> YOUR GOAL
Read the records beneath this task and copy every line that contains the string "StoreError".

> ENTRIES SHOWN
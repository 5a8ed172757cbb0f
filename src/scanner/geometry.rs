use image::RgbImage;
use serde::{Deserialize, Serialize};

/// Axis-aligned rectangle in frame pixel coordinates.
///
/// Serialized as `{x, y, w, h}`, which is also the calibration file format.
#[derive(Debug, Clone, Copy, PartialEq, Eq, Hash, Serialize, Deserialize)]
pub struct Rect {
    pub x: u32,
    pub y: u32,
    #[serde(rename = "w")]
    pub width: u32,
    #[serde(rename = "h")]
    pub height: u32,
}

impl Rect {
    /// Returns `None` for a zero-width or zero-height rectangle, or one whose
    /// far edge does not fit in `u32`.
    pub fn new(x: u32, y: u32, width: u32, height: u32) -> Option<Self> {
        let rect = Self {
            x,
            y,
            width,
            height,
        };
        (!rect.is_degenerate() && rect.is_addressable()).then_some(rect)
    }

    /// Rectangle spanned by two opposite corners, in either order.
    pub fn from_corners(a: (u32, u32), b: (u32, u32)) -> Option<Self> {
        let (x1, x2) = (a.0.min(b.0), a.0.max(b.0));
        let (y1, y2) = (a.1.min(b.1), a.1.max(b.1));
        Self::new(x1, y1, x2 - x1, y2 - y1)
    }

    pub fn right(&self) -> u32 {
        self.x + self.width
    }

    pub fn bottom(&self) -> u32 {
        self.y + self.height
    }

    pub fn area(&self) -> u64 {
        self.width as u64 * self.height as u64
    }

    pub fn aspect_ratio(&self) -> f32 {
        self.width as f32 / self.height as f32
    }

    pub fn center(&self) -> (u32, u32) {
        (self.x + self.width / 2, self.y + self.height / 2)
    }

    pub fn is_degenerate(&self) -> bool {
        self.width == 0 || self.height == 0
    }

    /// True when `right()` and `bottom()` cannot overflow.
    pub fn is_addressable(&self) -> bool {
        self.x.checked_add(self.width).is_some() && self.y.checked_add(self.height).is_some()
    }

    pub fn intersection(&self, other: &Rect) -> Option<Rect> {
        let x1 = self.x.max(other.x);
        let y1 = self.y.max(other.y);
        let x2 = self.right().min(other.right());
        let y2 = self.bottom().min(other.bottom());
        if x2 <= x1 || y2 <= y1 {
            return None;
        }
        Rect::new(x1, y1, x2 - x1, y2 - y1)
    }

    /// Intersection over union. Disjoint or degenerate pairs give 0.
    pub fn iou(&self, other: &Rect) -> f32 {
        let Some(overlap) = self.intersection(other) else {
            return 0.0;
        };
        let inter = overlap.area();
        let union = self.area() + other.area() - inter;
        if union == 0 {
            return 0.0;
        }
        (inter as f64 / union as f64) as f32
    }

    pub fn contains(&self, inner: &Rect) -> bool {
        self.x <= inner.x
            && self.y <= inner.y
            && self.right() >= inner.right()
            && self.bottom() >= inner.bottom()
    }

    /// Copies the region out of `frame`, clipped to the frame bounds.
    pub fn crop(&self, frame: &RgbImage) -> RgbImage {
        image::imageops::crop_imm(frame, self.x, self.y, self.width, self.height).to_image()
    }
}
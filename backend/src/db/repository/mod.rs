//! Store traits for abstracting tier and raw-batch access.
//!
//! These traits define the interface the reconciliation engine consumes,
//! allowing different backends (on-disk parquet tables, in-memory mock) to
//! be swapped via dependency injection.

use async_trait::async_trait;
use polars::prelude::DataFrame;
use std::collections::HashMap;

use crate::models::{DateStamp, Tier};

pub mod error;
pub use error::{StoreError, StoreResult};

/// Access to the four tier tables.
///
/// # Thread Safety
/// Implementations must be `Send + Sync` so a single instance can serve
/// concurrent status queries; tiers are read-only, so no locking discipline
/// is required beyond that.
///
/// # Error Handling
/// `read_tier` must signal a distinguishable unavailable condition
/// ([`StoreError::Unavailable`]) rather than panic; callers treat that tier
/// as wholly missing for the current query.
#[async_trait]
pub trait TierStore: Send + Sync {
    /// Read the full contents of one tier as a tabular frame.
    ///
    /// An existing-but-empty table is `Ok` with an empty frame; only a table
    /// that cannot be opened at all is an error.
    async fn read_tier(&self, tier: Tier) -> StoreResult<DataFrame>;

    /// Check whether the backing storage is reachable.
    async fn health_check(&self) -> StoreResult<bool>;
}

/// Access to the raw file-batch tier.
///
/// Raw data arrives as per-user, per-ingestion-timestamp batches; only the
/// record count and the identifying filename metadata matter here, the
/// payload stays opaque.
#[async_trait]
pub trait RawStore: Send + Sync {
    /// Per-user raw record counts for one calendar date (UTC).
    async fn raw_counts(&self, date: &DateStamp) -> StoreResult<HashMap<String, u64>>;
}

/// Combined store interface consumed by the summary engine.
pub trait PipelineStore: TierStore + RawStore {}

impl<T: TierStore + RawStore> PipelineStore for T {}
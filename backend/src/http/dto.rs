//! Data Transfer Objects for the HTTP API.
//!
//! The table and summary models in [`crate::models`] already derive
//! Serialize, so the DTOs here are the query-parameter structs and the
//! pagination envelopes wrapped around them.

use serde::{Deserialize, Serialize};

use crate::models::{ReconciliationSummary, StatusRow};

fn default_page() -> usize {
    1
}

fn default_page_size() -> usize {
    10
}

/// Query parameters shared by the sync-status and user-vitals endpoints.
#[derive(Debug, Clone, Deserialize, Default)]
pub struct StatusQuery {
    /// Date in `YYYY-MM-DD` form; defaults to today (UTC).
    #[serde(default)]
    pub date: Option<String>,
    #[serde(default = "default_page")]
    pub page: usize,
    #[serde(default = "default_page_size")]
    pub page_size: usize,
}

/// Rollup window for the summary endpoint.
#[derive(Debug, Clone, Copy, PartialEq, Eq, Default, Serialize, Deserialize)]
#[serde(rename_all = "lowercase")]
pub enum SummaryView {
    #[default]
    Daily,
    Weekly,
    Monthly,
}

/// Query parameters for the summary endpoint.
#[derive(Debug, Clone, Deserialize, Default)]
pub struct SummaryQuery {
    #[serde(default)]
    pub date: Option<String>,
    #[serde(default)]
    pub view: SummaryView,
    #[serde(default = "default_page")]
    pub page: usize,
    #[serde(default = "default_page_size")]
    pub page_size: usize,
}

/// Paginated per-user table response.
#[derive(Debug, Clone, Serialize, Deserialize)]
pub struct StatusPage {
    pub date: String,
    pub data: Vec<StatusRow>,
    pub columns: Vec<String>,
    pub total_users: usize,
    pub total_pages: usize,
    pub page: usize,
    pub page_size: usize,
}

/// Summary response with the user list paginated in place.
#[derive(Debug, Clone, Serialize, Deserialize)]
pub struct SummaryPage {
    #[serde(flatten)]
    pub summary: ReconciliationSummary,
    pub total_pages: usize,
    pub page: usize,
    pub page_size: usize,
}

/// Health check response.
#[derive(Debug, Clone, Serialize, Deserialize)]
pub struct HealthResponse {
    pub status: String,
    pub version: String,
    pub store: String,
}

> OUTPUT
pub use error::{StoreError, StoreResult};
/// ([`StoreError::Unavailable`]) rather than panic; callers treat that tier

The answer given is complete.